Extract each line from the entries below that has the string "existing" in it.
○ ○ ○
//! Per-user cart access.

use common::{CartItemId, Money, ProductId, UserId};
use serde::Serialize;
use store::{Cart, CartItem, NewCartItem, Product, Store, StoreError};

use crate::DomainError;

/// A cart line joined with the product it refers to.
#[derive(Debug, Clone, PartialEq, Eq, Serialize)]
#[serde(rename_all = "camelCase")]
pub struct CartLine {
    #[serde(flatten)]
    pub item: CartItem,
    pub product_name: String,
    pub unit_price: Money,
    pub image: Option<String>,
    /// Stock at the time the cart was read.
    pub stock: i32,
}

impl CartLine {
    fn join(item: CartItem, product: &Product) -> Self {
        Self {
            item,
            product_name: product.name.clone(),
            unit_price: product.price,
            image: product.thumbnail().map(String::from),
            stock: product.stock,
        }
    }

    pub fn line_total(&self) -> Money {
        self.unit_price.multiply(self.item.quantity)
    }
}

/// The active cart with its joined lines.
#[derive(Debug, Clone, PartialEq, Eq, Serialize)]
#[serde(rename_all = "camelCase")]
pub struct CartView {
    pub cart: Cart,
    pub lines: Vec<CartLine>,
    pub subtotal: Money,
}

/// Units a line may hold; negative stock counts as none.
fn available(product: &Product) -> u32 {
    u32::try_from(product.stock).unwrap_or(0)
}

/// Service for the signed-in user's active cart.
#[derive(Clone)]
pub struct CartService<S> {
    store: S,
}

impl<S: Store> CartService<S> {
    pub fn new(store: S) -> Self {
        Self { store }
    }

    pub fn store(&self) -> &S {
        &self.store
    }

    /// Returns the user's active cart, creating one if none exists.
    #[tracing::instrument(skip(self))]
    pub async fn active_cart(&self, user_id: UserId) -> Result<Cart, DomainError> {
        if let Some(cart) = self.store.get_active_cart(user_id).await? {
            return Ok(cart);
        }
        match self.store.create_cart(user_id).await {
            Ok(cart) => Ok(cart),
            // another request created it first
            Err(StoreError::Conflict(_)) => self
                .store
                .get_active_cart(user_id)
                .await?
                .ok_or_else(|| StoreError::not_found("Cart", user_id).into()),
            Err(e) => Err(e.into()),
        }
    }

    async fn product(&self, product_id: ProductId) -> Result<Product, DomainError> {
        self.store
            .get_product(product_id)
            .await?
            .ok_or(DomainError::ProductNotFound(product_id))
    }

    /// Lines of the active cart joined with their products.
    ///
    /// Lines whose product has since been deleted are left out.
    #[tracing::instrument(skip(self))]
    pub async fn items(&self, user_id: UserId) -> Result<Vec<CartLine>, DomainError> {
        let cart = self.active_cart(user_id).await?;
        let items = self.store.list_cart_items(cart.id).await?;

        let mut lines = Vec::with_capacity(items.len());
        for item in items {
            match self.store.get_product(item.product_id).await? {
                Some(product) => lines.push(CartLine::join(item, &product)),
                None => {
                    tracing::warn!(product_id = %item.product_id, "Cart line refers to a missing product");
                }
            }
        }
        Ok(lines)
    }

    /// The active cart, its lines and subtotal.
    pub async fn view(&self, user_id: UserId) -> Result<CartView, DomainError> {
        let cart = self.active_cart(user_id).await?;
        let lines = self.items(user_id).await?;
        let subtotal = lines.iter().map(CartLine::line_total).sum();
        Ok(CartView {
            cart,
            lines,
            subtotal,
        })
    }

    pub async fn subtotal(&self, user_id: UserId) -> Result<Money, DomainError> {
        let lines = self.items(user_id).await?;
        Ok(lines.iter().map(CartLine::line_total).sum())
    }

    /// Adds units to the cart, merging with an existing line for the same variant.
    #[tracing::instrument(skip(self))]
    pub async fn add_item(
        &self,
        user_id: UserId,
        item: NewCartItem,
    ) -> Result<CartItem, DomainError> {
        if item.quantity == 0 {
            return Err(DomainError::InvalidQuantity(item.quantity));
        }
        let product = self.product(item.product_id).await?;
        let cart = self.active_cart(user_id).await?;

        let existing = self
            .store
            .list_cart_items(cart.id)
            .await?
            .into_iter()
            .find(|line| line.same_line(&item))
            .map(|line| line.quantity)
            .unwrap_or(0);

        let requested = existing.saturating_add(item.quantity);
        if requested > available(&product) {
            return Err(DomainError::InsufficientStock {
                product_id: product.id,
                requested,
                available: product.stock,
            });
        }

        let line = self
            .store
            .upsert_cart_item(
                cart.id,
                NewCartItem {
                    quantity: requested,
                    ..item
                },
            )
            .await?;
        Ok(line)
    }

    /// Sets a line's quantity. Zero removes the line and returns `None`.
    #[tracing::instrument(skip(self))]
    pub async fn update_quantity(
        &self,
        user_id: UserId,
        item_id: CartItemId,
        quantity: u32,
    ) -> Result<Option<CartItem>, DomainError> {
        let cart = self.active_cart(user_id).await?;
        if quantity == 0 {
            self.store.remove_cart_item(cart.id, item_id).await?;
            return Ok(None);
        }

        let line = self
            .store
            .list_cart_items(cart.id)
            .await?
            .into_iter()
            .find(|line| line.id == item_id)
            .ok_or_else(|| StoreError::not_found("CartItem", item_id))?;

        let product = self.product(line.product_id).await?;
        if quantity > available(&product) {
            return Err(DomainError::InsufficientStock {
                product_id: product.id,
                requested: quantity,
                available: product.stock,
            });
        }

        let line = self
            .store
            .update_cart_item_quantity(cart.id, item_id, quantity)
            .await?;
        Ok(Some(line))
    }

    /// Removes a line. Returns false if the cart had no such line.
    pub async fn remove_item(
        &self,
        user_id: UserId,
        item_id: CartItemId,
    ) -> Result<bool, DomainError> {
        let cart = self.active_cart(user_id).await?;
        Ok(self.store.remove_cart_item(cart.id, item_id).await?)
    }

    pub async fn clear(&self, user_id: UserId) -> Result<(), DomainError> {
        let cart = self.active_cart(user_id).await?;
        self.store.clear_cart(cart.id).await?;
        Ok(())
    }

    /// Folds a guest cart into the user's active cart after sign-in.
    ///
    /// Matching lines have their quantities summed, every line is capped at
    /// the product's stock, and lines for unknown or sold-out products are
    /// dropped.
    #[tracing::instrument(skip(self, guest_lines), fields(lines = guest_lines.len()))]
    pub async fn merge_guest_cart(
        &self,
        user_id: UserId,
        guest_lines: Vec<NewCartItem>,
    ) -> Result<CartView, DomainError> {
        let cart = self.active_cart(user_id).await?;
        let mut current = self.store.list_cart_items(cart.id).await?;

        for guest in guest_lines {
            if guest.quantity == 0 {
                continue;
            }
            let Some(product) = self.store.get_product(guest.product_id).await? else {
                tracing::debug!(product_id = %guest.product_id, "Skipping unknown product in guest cart");
                continue;
            };

            let existing = current
                .iter()
                .find(|line| line.same_line(&guest))
                .map(|line| line.quantity)
                .unwrap_or(0);
            let merged = existing.saturating_add(guest.quantity).min(available(&product));
            if merged == 0 || merged == existing {
                continue;
            }

            let line = self
                .store
                .upsert_cart_item(
                    cart.id,
                    NewCartItem {
                        quantity: merged,
                        ..guest
                    },
                )
                .await?;
            current.retain(|l| l.id != line.id);
            current.push(line);
        }

        self.view(user_id).await
    }
}

#[cfg(test)]
mod tests {
    use super::*;
    use store::{InMemoryStore, NewProduct, ProductStore};

    async fn setup(stock: i32) -> (CartService<InMemoryStore>, Product) {
        let store = InMemoryStore::new();
        let mut new = NewProduct::new("Field Jacket", Money::from_cents(12000), stock);
        new.images = vec!["data:image/png;base64,AAAA".to_string()];
        let product = store.insert_product(new).await.unwrap();
        (CartService::new(store), product)
    }

    #[tokio::test]
    async fn test_active_cart_is_created_once() {
        let (service, _) = setup(1).await;
        let user = UserId::new();

        let first = service.active_cart(user).await.unwrap();
        let second = service.active_cart(user).await.unwrap();
        assert_eq!(first.id, second.id);
    }

    #[tokio::test]
    async fn test_add_item_merges_and_checks_stock() {
        let (service, product) = setup(3).await;
        let user = UserId::new();

        service
            .add_item(user, NewCartItem::new(product.id, 2))
            .await
            .unwrap();
        let line = service
            .add_item(user, NewCartItem::new(product.id, 1))
            .await
            .unwrap();
        assert_eq!(line.quantity, 3);

        let over = service.add_item(user, NewCartItem::new(product.id, 1)).await;
        assert!(matches!(
            over,
            Err(DomainError::InsufficientStock {
                requested: 4,
                available: 3,
                ..
            })
        ));
    }

    #[tokio::test]
    async fn test_add_item_rejects_zero_and_unknown() {
        let (service, product) = setup(3).await;
        let user = UserId::new();

        assert!(matches!(
            service.add_item(user, NewCartItem::new(product.id, 0)).await,
            Err(DomainError::InvalidQuantity(0))
        ));
        assert!(matches!(
            service
                .add_item(user, NewCartItem::new(ProductId::new(), 1))
                .await,
            Err(DomainError::ProductNotFound(_))
        ));
    }

    #[tokio::test]
    async fn test_items_join_product_details() {
        let (service, product) = setup(5).await;
        let user = UserId::new();
        service
            .add_item(user, NewCartItem::new(product.id, 2))
            .await
            .unwrap();

        let view = service.view(user).await.unwrap();
        assert_eq!(view.lines.len(), 1);
        assert_eq!(view.lines[0].product_name, "Field Jacket");
        assert_eq!(
            view.lines[0].image.as_deref(),
            Some("data:image/png;base64,AAAA")
        );
        assert_eq!(view.subtotal.cents(), 24000);
        assert_eq!(service.subtotal(user).await.unwrap().cents(), 24000);
    }

    #[tokio::test]
    async fn test_update_quantity_zero_removes() {
        let (service, product) = setup(5).await;
        let user = UserId::new();
        let line = service
            .add_item(user, NewCartItem::new(product.id, 2))
            .await
            .unwrap();

        let updated = service.update_quantity(user, line.id, 4).await.unwrap();
        assert_eq!(updated.unwrap().quantity, 4);

        assert!(matches!(
            service.update_quantity(user, line.id, 6).await,
            Err(DomainError::InsufficientStock { .. })
        ));

        assert!(service.update_quantity(user, line.id, 0).await.unwrap().is_none());
        assert!(service.items(user).await.unwrap().is_empty());
    }

    #[tokio::test]
    async fn test_remove_and_clear() {
        let (service, product) = setup(5).await;
        let user = UserId::new();
        let line = service
            .add_item(user, NewCartItem::new(product.id, 1))
            .await
            .unwrap();

        assert!(service.remove_item(user, line.id).await.unwrap());
        assert!(!service.remove_item(user, line.id).await.unwrap());

        service
            .add_item(user, NewCartItem::new(product.id, 1))
            .await
            .unwrap();
        service.clear(user).await.unwrap();
        assert!(service.items(user).await.unwrap().is_empty());
    }

    #[tokio::test]
    async fn test_merge_guest_cart_sums_caps_and_skips() {
        let (service, product) = setup(4).await;
        let user = UserId::new();
        service
            .add_item(user, NewCartItem::new(product.id, 3))
            .await
            .unwrap();

        let view = service
            .merge_guest_cart(
                user,
                vec![
                    NewCartItem::new(product.id, 2),
                    NewCartItem::new(ProductId::new(), 1),
                ],
            )
            .await
            .unwrap();

        assert_eq!(view.lines.len(), 1);
        assert_eq!(view.lines[0].item.quantity, 4);
    }

    #[tokio::test]
    async fn test_merge_skips_sold_out_products() {
        let (service, product) = setup(0).await;
        let user = UserId::new();

        let view = service
            .merge_guest_cart(user, vec![NewCartItem::new(product.id, 2)])
            .await
            .unwrap();
        assert!(view.lines.is_empty());
    }
}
○ ○ ○
[Output for this task]
    /// Adds units to the cart, merging with an existing line for the same variant.
        let existing = self
        let requested = existing.saturating_add(item.quantity);
            let existing = current
            let merged = existing.saturating_add(guest.quantity).min(available(&product));
            if merged == 0 || merged == existing {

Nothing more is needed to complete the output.